**YOUR GOAL:**
From the data below, set down exactly the lines between the one holding "configured conflict policy." and the one holding "match self.engine.start(plan, now)", inclusive, and no others.
__________________________________________________
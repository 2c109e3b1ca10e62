use studyquest_core::progress::{local_today, week_range, weekly_report};
use studyquest_core::{CategoryGoal, Config, Database};

use super::{print_json, CliResult};

pub fn run(category: Option<String>) -> CliResult {
    let config = Config::load()?;
    let db = Database::open()?;
    let today = local_today();
    let logs = db.logs_in_range(week_range(today))?;

    let goals = match category {
        // A category without a goal still reports its minutes.
        Some(id) => vec![config.goal(&id).cloned().unwrap_or(CategoryGoal {
            category_id: id,
            weekly_goal_minutes: 0,
        })],
        None => config.goals.clone(),
    };

    print_json(&weekly_report(&goals, &logs, today))
}
//! The study service: one explicitly constructed owner for the timer, the
//! reward calculator, the booster registry and the storage hooks.
//!
//! All mutations go through `&mut self`, so a single owner (the runtime
//! actor, or a CLI invocation) serializes them. Nothing here is global.
//!
//! The store may be shared with other owners. Ending a session, by stop or
//! by completion, first claims it in the store with
//! [`TimerStateStore::release_session`];
//! whoever claims first wins and the reward is only paid after the claim.

use std::sync::Arc;

use chrono::{DateTime, Local, NaiveDate, Utc};
use serde::{Deserialize, Serialize};
use tracing::{debug, error, info, warn};
use uuid::Uuid;

use crate::clock::Clock;
use crate::error::{CoreError, Result};
use crate::events::Event;
use crate::inventory::EffectsRegistry;
use crate::ports::{CategoryLogStore, RewardSink, StudyStore, TickObserver, TimerStateStore, Wallet};
use crate::progress::{self, CategoryGoal, CategoryLog, WeeklyProgress};
use crate::resume::{ResumeController, ResumePlan};
use crate::rewards::RewardCalculator;
use crate::timer::{Session, SessionPlan, TimerEngine, TimerState};

/// What `start` does when a session is already running.
#[derive(Debug, Clone, Copy, PartialEq, Eq, Default, Serialize, Deserialize)]
#[serde(rename_all = "lowercase")]
pub enum ConflictPolicy {
    /// Fail with `SessionAlreadyActive`.
    #[default]
    Reject,
    /// Stop and discard the running session, then start the new one.
    Replace,
}

pub struct StudyService<S> {
    engine: TimerEngine,
    rewards: RewardCalculator<S>,
    registry: EffectsRegistry,
    store: Box<dyn StudyStore + Send>,
    clock: Arc<dyn Clock>,
    conflict_policy: ConflictPolicy,
    tick_observer: Option<Box<dyn TickObserver + Send>>,
}

impl<S: RewardSink> StudyService<S> {
    pub fn new(
        rewards: RewardCalculator<S>,
        registry: EffectsRegistry,
        store: Box<dyn StudyStore + Send>,
        clock: Arc<dyn Clock>,
    ) -> Self {
        Self {
            engine: TimerEngine::new(),
            rewards,
            registry,
            store,
            clock,
            conflict_policy: ConflictPolicy::default(),
            tick_observer: None,
        }
    }

    pub fn with_conflict_policy(mut self, policy: ConflictPolicy) -> Self {
        self.conflict_policy = policy;
        self
    }

    pub fn set_tick_observer(&mut self, observer: impl TickObserver + Send + 'static) {
        self.tick_observer = Some(Box::new(observer));
    }

    // ── Queries ──────────────────────────────────────────────────────

    pub fn engine(&self) -> &TimerEngine {
        &self.engine
    }

    pub fn registry(&self) -> &EffectsRegistry {
        &self.registry
    }

    pub fn rewards(&self) -> &RewardCalculator<S> {
        &self.rewards
    }

    pub fn now(&self) -> DateTime<Utc> {
        self.clock.now()
    }

    pub fn snapshot(&self) -> Event {
        self.engine.snapshot(self.now())
    }

    /// Progress toward `goal` for the current local week, read from the store.
    pub fn weekly_progress(&self, goal: &CategoryGoal) -> Result<WeeklyProgress> {
        let today = local_date(self.now());
        let logs = self
            .store
            .load_category_logs(&goal.category_id, progress::week_range(today))?;
        let mut report = progress::weekly_report(std::slice::from_ref(goal), &logs, today);
        Ok(report.remove(0))
    }

    // ── Commands ─────────────────────────────────────────────────────

    /// Start a session, applying the configured conflict policy.
    ///
    /// On any error the engine and the persisted state are left as they were.
    pub fn start(&mut self, plan: SessionPlan) -> Result<Vec<Event>> {
        if plan.duration_secs == 0 {
            return Err(CoreError::InvalidDuration);
        }
        let now = self.now();
        let previous = self.engine.clone();
        let mut events = Vec::new();

        if self.engine.is_running() && self.conflict_policy == ConflictPolicy::Replace {
            if let Some(stopped) = self.engine.stop(now) {
                info!("discarding running session to start a new one");
                events.push(stopped);
            }
        }

        match self.engine.start(plan, now) {
            Ok(started) => events.push(started),
            Err(e) => {
                self.engine = previous;
                return Err(e);
            }
        }
        if let Err(e) = self.store.save_timer_state(&self.engine.state()) {
            self.engine = previous;
            return Err(e);
        }
        if let Some(session) = self.engine.session() {
            info!(topic = %session.topic, secs = session.planned_duration_secs, "study session started");
        }
        Ok(events)
    }

    /// Discard the running session without reward. Idempotent.
    ///
    /// If another owner already ended the session, the local copy is
    /// dropped and `TimerSuperseded` is returned instead of `TimerStopped`.
    pub fn stop(&mut self) -> Result<Option<Event>> {
        let now = self.now();
        let Some(session_id) = self.running_session_id() else {
            return Ok(None);
        };
        if !self.store.release_session(session_id)? {
            return Ok(Some(self.supersede(session_id, now)));
        }
        let event = self.engine.stop(now);
        info!("study session stopped");
        Ok(event)
    }

    /// Advance the countdown. On the completing tick the session is rewarded
    /// and logged, and the engine returns to `Idle`.
    ///
    /// A session that another owner stopped or finalized in the shared store
    /// is dropped here with `TimerSuperseded`.
    pub fn tick(&mut self) -> Vec<Event> {
        let now = self.now();
        if let Some(session_id) = self.running_session_id() {
            if self.ended_elsewhere(session_id) {
                return vec![self.supersede(session_id, now)];
            }
        }
        match self.engine.tick(now) {
            Some(Event::TimerCompleted { session, .. }) => self.finish(session, now),
            Some(other) => vec![other],
            None => {
                if self.engine.is_running() {
                    let remaining = self.engine.remaining_secs();
                    debug!(remaining, "tick");
                    if let Some(observer) = self.tick_observer.as_mut() {
                        observer.on_tick(remaining);
                    }
                }
                Vec::new()
            }
        }
    }

    /// Reconcile with persisted state after launch or a return to foreground.
    ///
    /// Never fails: unreadable state is logged and replaced with `Idle`.
    /// Calling it again with nothing running is a no-op.
    pub fn activate(&mut self) -> Vec<Event> {
        let now = self.now();
        if self.engine.is_running() {
            return self.tick();
        }

        let loaded = self.store.load_timer_state();
        match ResumeController::plan(loaded, now) {
            ResumePlan::Nothing => Vec::new(),
            ResumePlan::Resume(state) => match self.engine.restore(state, now) {
                Ok(()) => {
                    let mut events = Vec::new();
                    if let Some(session) = self.engine.session() {
                        info!(remaining = self.engine.remaining_secs(), "resumed study session");
                        events.push(Event::TimerResumed {
                            session_id: session.id,
                            remaining_secs: self.engine.remaining_secs(),
                            at: now,
                        });
                    }
                    events
                }
                Err(e) => vec![self.recover(e.to_string(), now)],
            },
            ResumePlan::Finalize(session) => {
                info!(topic = %session.topic, "session ended while suspended, finalizing");
                self.finish(session, now)
            }
            ResumePlan::Recover { reason } => vec![self.recover(reason, now)],
        }
    }

    /// Drop expired boosters.
    pub fn prune_effects(&mut self) -> Event {
        let now = self.now();
        let removed = self.registry.prune(now);
        Event::EffectsPruned { removed, at: now }
    }

    /// Stop ticking for good. A running session stays persisted so the next
    /// activation can resume or finalize it. Nothing is written when idle or
    /// when another owner already ended the session.
    pub fn shutdown(&mut self) {
        if let Some(session_id) = self.running_session_id() {
            if !self.ended_elsewhere(session_id) {
                if let Err(e) = self.store.save_timer_state(&self.engine.state()) {
                    warn!(error = %e, "failed to persist timer state on shutdown");
                }
            }
        }
        self.tick_observer = None;
    }

    // ── Internal ─────────────────────────────────────────────────────

    fn running_session_id(&self) -> Option<Uuid> {
        self.engine
            .session()
            .filter(|_| self.engine.is_running())
            .map(|s| s.id)
    }

    /// Whether the store no longer records `session_id` as running. Read
    /// failures are treated as "still ours"; the claim on completion decides.
    fn ended_elsewhere(&self, session_id: Uuid) -> bool {
        match self.store.load_timer_state() {
            Ok(state) => !state.is_some_and(|s| s.is_running_session(session_id)),
            Err(e) => {
                debug!(error = %e, "could not re-read timer state");
                false
            }
        }
    }

    fn supersede(&mut self, session_id: Uuid, now: DateTime<Utc>) -> Event {
        info!(%session_id, "session was ended by another owner");
        self.engine.reset();
        Event::TimerSuperseded {
            session_id,
            at: now,
        }
    }

    /// Keep an overdue session running so the next tick or activation
    /// retries the completion.
    fn hold_for_retry(&mut self, session: Session, now: DateTime<Utc>) {
        let state = TimerState {
            remaining_secs: 0,
            is_running: true,
            end_date: Some(session.ends_at()),
            session: Some(session),
        };
        if let Err(e) = self.engine.restore(state, now) {
            error!(error = %e, "could not keep session for retry");
        }
    }

    /// Claim, reward and log a completed session, then return to `Idle`.
    ///
    /// Boosters are evaluated at the session's planned end, so a session
    /// finalized late is rewarded as if it had completed on time. If the
    /// claim cannot be written nothing is paid and the completion is retried.
    fn finish(&mut self, session: Session, now: DateTime<Utc>) -> Vec<Event> {
        match self.store.release_session(session.id) {
            Ok(true) => {}
            Ok(false) => return vec![self.supersede(session.id, now)],
            Err(e) => {
                error!(error = %e, "could not persist completion, will retry");
                self.hold_for_retry(session, now);
                return Vec::new();
            }
        }

        let completed_at = session.ends_at().min(now);
        let effects = self.registry.active_effects(completed_at);
        let reward = self.rewards.award(
            Some(session.id),
            session.planned_duration_secs,
            &effects,
            completed_at,
        );

        if let Some(category_id) = &session.category_id {
            let minutes = u32::try_from(session.whole_minutes()).unwrap_or(u32::MAX);
            let entry = CategoryLog::new(category_id.clone(), local_date(completed_at), minutes);
            if let Err(e) = self.store.append_category_log(entry) {
                error!(error = %e, category = %category_id, "failed to log study minutes");
            }
        }

        self.engine.reset();
        info!(topic = %session.topic, "study session completed");

        vec![
            Event::TimerCompleted {
                session,
                at: completed_at,
            },
            Event::RewardEarned { reward },
        ]
    }

    fn recover(&mut self, reason: String, now: DateTime<Utc>) -> Event {
        warn!(%reason, "persisted timer state unusable, falling back to idle");
        self.engine.reset();
        if let Err(e) = self.store.save_timer_state(&self.engine.state()) {
            warn!(error = %e, "failed to overwrite unusable timer state");
        }
        Event::TimerRecovered { reason, at: now }
    }
}

impl<S: RewardSink + Wallet> StudyService<S> {
    /// Buy a booster, paying from the reward sink's wallet.
    pub fn purchase(&mut self, item_name: &str) -> Result<Event> {
        let now = self.now();
        let effect = self
            .registry
            .purchase(item_name, self.rewards.sink_mut(), now)?;
        let price_coins = self
            .registry
            .catalog()
            .get(item_name)
            .map(|i| i.price_coins)
            .unwrap_or_default();
        Ok(Event::BoosterPurchased {
            effect,
            price_coins,
            at: now,
        })
    }
}

fn local_date(at: DateTime<Utc>) -> NaiveDate {
    at.with_timezone(&Local).date_naive()
}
__________________________________________________
**RESULT:**
    /// Start a session, applying the configured conflict policy.
    ///
    /// On any error the engine and the persisted state are left as they were.
    pub fn start(&mut self, plan: SessionPlan) -> Result<Vec<Event>> {
        if plan.duration_secs == 0 {
            return Err(CoreError::InvalidDuration);
        }
        let now = self.now();
        let previous = self.engine.clone();
        let mut events = Vec::new();

        if self.engine.is_running() && self.conflict_policy == ConflictPolicy::Replace {
            if let Some(stopped) = self.engine.stop(now) {
                info!("discarding running session to start a new one");
                events.push(stopped);
            }
        }

        match self.engine.start(plan, now) {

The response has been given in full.